She miscarried at fifteen, you say. Had no idea she was pregnant until she went to bed queasy and woke up screaming, her stomach knotted, she told you through clenched teeth, like when she used to have to go really, really bad. From your spot in the basement it seemed her cries rattled the house, but your mother didn't respond. You raced upstairs to her reeking room and found her doubled on the edge of the bed, naked (she slept that way), bony arms wrapped around her middle. At first you thought she was throwing up. When you pieced together what was happening and tried to convince her to go to the emergency room, she grabbed your arm and wouldn't let go. You held her hand--she clutched it to her mouth and bit into your knuckles, but you barely felt it--and stroked her wet hair. When it was done, when the pain and bleeding seemed to have stopped, you bundled the bloody sheet and went into the bathroom for a cold compress, your eyes guiltily flicking over her things: lighter, razors, eyeliner.

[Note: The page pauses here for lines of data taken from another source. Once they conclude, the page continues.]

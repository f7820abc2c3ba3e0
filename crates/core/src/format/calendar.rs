use super::{format_event_line, separator, settings_lines, MAX_EVENTS, SUCCESS_MARKER};
use crate::types::{CalendarResponse, CalendarTarget, LectionaryCycles, LiturgicalEvent};

/// Season boundaries, by event key. Epiphany is listed without a heading.
const SEASON_MARKERS: &[(&str, Option<&str>)] = &[
    ("Advent1", Some("Start of the Advent season")),
    ("Christmas", Some("Start of the Christmas season")),
    ("Epiphany", None),
    (
        "BaptismOfTheLord",
        Some("End of the Christmas season and start of Ordinary Time"),
    ),
    ("AshWednesday", Some("Start of the Lent season")),
    ("HolyThursday", Some("Start of the Easter Triduum")),
    ("Easter", Some("Start of the Easter season")),
    (
        "Pentecost",
        Some("End of the Easter season and start of Ordinary Time"),
    ),
    ("ChristKing", Some("Last Sunday of Ordinary Time")),
    ("OrdWeekday34Saturday", Some("Last day of the liturgical year")),
];

/// Render a whole calendar.
///
/// Only the first [`MAX_EVENTS`] events get a line; a longer list ends with a
/// note carrying the real total. The summary sections after the list are
/// drawn from every event.
pub fn format_calendar(target: &CalendarTarget, year: i32, response: &CalendarResponse) -> String {
    let events = &response.litcal;
    let mut lines = vec![
        format!("{} {}", SUCCESS_MARKER, target.title(year)),
        separator(),
    ];

    lines.extend(settings_lines(&response.settings));
    lines.push(separator());

    lines.extend(events.iter().take(MAX_EVENTS).map(format_event_line));
    if events.len() > MAX_EVENTS {
        lines.push(format!(
            "… showing the first {} of {} events (list truncated)",
            MAX_EVENTS,
            events.len()
        ));
    }

    lines.push(separator());
    lines.extend(holy_day_lines(events));
    lines.push(separator());
    lines.extend(season_lines(events));

    let particular = particular_lines(events);
    if !particular.is_empty() {
        lines.push(separator());
        lines.extend(particular);
    }

    let cycles = LectionaryCycles::for_year(response.settings.year.unwrap_or(year));
    lines.push(separator());
    lines.push(format!("Total events: {}", events.len()));
    lines.push(format!("Festive Lectionary cycle: YEAR {}", cycles.festive));
    lines.push(format!("Ferial Lectionary cycle: YEAR {}", cycles.ferial));

    lines.join("\n")
}

fn holy_day_lines(events: &[LiturgicalEvent]) -> Vec<String> {
    let mut lines = vec!["## Holy Days of Obligation".to_string()];
    let holy_days: Vec<String> = events
        .iter()
        .filter(|e| e.holy_day_of_obligation && !e.is_vigil_mass)
        .map(format_event_line)
        .collect();
    if holy_days.is_empty() {
        lines.push("  (none)".to_string());
    }
    lines.extend(holy_days);
    lines
}

fn season_lines(events: &[LiturgicalEvent]) -> Vec<String> {
    let mut lines = vec!["## Start and end of liturgical seasons".to_string()];
    for (key, heading) in SEASON_MARKERS {
        let Some(event) = events
            .iter()
            .find(|e| e.event_key == *key && !e.is_vigil_mass)
        else {
            continue;
        };
        if let Some(heading) = heading {
            lines.push(format!("### {}", heading));
        }
        lines.push(format_event_line(event));
    }
    lines
}

/// Empty unless the upstream marks some events as particular to the calendar.
fn particular_lines(events: &[LiturgicalEvent]) -> Vec<String> {
    let particular: Vec<String> = events
        .iter()
        .filter(|e| e.is_particular && !e.is_vigil_mass)
        .map(format_event_line)
        .collect();
    if particular.is_empty() {
        return particular;
    }
    let mut lines = vec!["## Celebrations particular to this calendar".to_string()];
    lines.extend(particular);
    lines
}
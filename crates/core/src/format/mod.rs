// Rendering of upstream payloads into annotated text blocks.
//
// Every function here is pure: the same document always renders to the same
// text, and events keep the order the upstream API sent them in.

mod calendar;
mod listing;
mod liturgy;
mod readings;

pub use calendar::format_calendar;
pub use listing::format_listing;
pub use liturgy::{celebrations_on, format_liturgy_of_the_day};
pub use readings::format_readings;

use crate::error::LitcalError;
use crate::types::{CalendarSettings, CalendarType, LiturgicalEvent};

/// Maximum number of event lines in a calendar block.
pub const MAX_EVENTS: usize = 50;

pub const SUCCESS_MARKER: &str = "✅";
pub const ERROR_MARKER: &str = "❌";
pub const EVENT_MARKER: &str = "📅";

pub(crate) fn separator() -> String {
    "=".repeat(60)
}

/// Render an error as the text block returned to the agent.
pub fn format_error(error: &LitcalError) -> String {
    let mut text = format!("{} Error [{}]: {}", ERROR_MARKER, error.kind(), error);

    if let LitcalError::UnknownCalendar {
        kind, available, ..
    } = error
    {
        let label = match kind {
            CalendarType::Diocesan => "dioceses",
            _ => "nations",
        };
        if available.is_empty() {
            text.push_str(&format!("\n💡 No {} are currently available", label));
        } else {
            text.push_str(&format!("\n💡 Available {}: {}", label, available.join(", ")));
        }
    }

    text
}

/// One-line summary of an event: date, name, grade, colors and season.
pub fn format_event_line(event: &LiturgicalEvent) -> String {
    let mut line = format!(
        "{} {} | {} | {} | {}",
        EVENT_MARKER,
        event.date,
        event.name,
        grade_text(event),
        color_text(event)
    );
    if let Some(season) = event.season() {
        line.push_str(" | ");
        line.push_str(season);
    }
    line
}

pub(crate) fn grade_text(event: &LiturgicalEvent) -> String {
    match event.grade_lcl.as_deref().filter(|g| !g.is_empty()) {
        Some(localized) if !localized.eq_ignore_ascii_case(event.grade.label()) => {
            format!("{} ({})", event.grade.label(), localized)
        }
        _ => event.grade.label().to_string(),
    }
}

pub(crate) fn color_text(event: &LiturgicalEvent) -> String {
    if !event.color.is_empty() {
        return event
            .color
            .iter()
            .map(|c| c.to_string())
            .collect::<Vec<_>>()
            .join(", ");
    }
    if !event.color_lcl.is_empty() {
        return event.color_lcl.join(", ");
    }
    "N/A".to_string()
}

pub(crate) fn settings_lines(settings: &CalendarSettings) -> Vec<String> {
    let mut lines = vec![format!(
        "Locale: {}",
        settings.locale.as_deref().unwrap_or("N/A")
    )];
    if let Some(national) = settings.national_calendar.as_deref().filter(|s| !s.is_empty()) {
        lines.push(format!("National Calendar: {}", national));
    }
    if let Some(diocesan) = settings.diocesan_calendar.as_deref().filter(|s| !s.is_empty()) {
        lines.push(format!("Diocesan Calendar: {}", diocesan));
    }
    lines
}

You patted the washcloth to her forehead while she lay back in bed and took a series of deep, panting breaths, eyes closed. Then she opened them and, seeing that you had not left, screamed at you to get out, never to come into her room again.

You didn't, either. You rose before dawn the next day, burying the sheet in the forest mist, then dialed in her absence and took the bus to school. Her door remained closed for a week. When it opened one morning, you looked in and found her gone.

This time, though, she left a gift. A housewarming, let's call it. The day you noticed her missing, the principal halted you as you boarded the bus for home, took you to her office, and told you of the terrible tragedy. To which you reacted (you say) with a bitter, knowing laugh she mistook for a sob.

There was no proof she'd done it, no proof anyone had. A partially doused cigarette in the ashtray your mother balanced on her recliner was enough, the house was a tinderbox. Much to your surprise, you learned she'd been marked present at school that day. Her disappearance was certainly suspicious, but as all her possessions had burned along with the house, her flight could be taken as grief. And it didn't matter what anyone thought, because she had vanished as completely as the torched house and the careless woman whom all evidence pointed to as the fire's lone perpetrator and victim.

But you were sure she'd done it. You didn't know how, but you were sure. And you were sure, too, she'd done it not so much to show your mother as to show you.

For a long time then she became more rumor than fact. What little money there'd been had gone to your mother's headstone, so you reluctantly accepted the community's charity, places to stay for the months before graduation, places to work afterward. You settled into a role at the old school, part custodial, part teacher's aide. You returned to your apartment each evening smelling of ammonia and chalk dust. At every opportunity you sought information about her, pumped classmates, visited the grave of the old house, the black circle of burned timber scraped clean and blooming with daisies and young outcroppings from the forest. Now and again you'd hear from girlfriends who thought they'd caught sight of her: loitering on downtown corners in heels and leather miniskirt, curled on park benches in a late edition quilt, weaving barefoot along the blacktop. One swore she'd seen her manacled, hirsute, in the back of a squad car. Another, less plausibly, thought she'd glimpsed her in a carpet cleaning commercial. But if she remained local, she did her best to keep herself hidden from your eyes.

You never found her, you've said, but she always found you.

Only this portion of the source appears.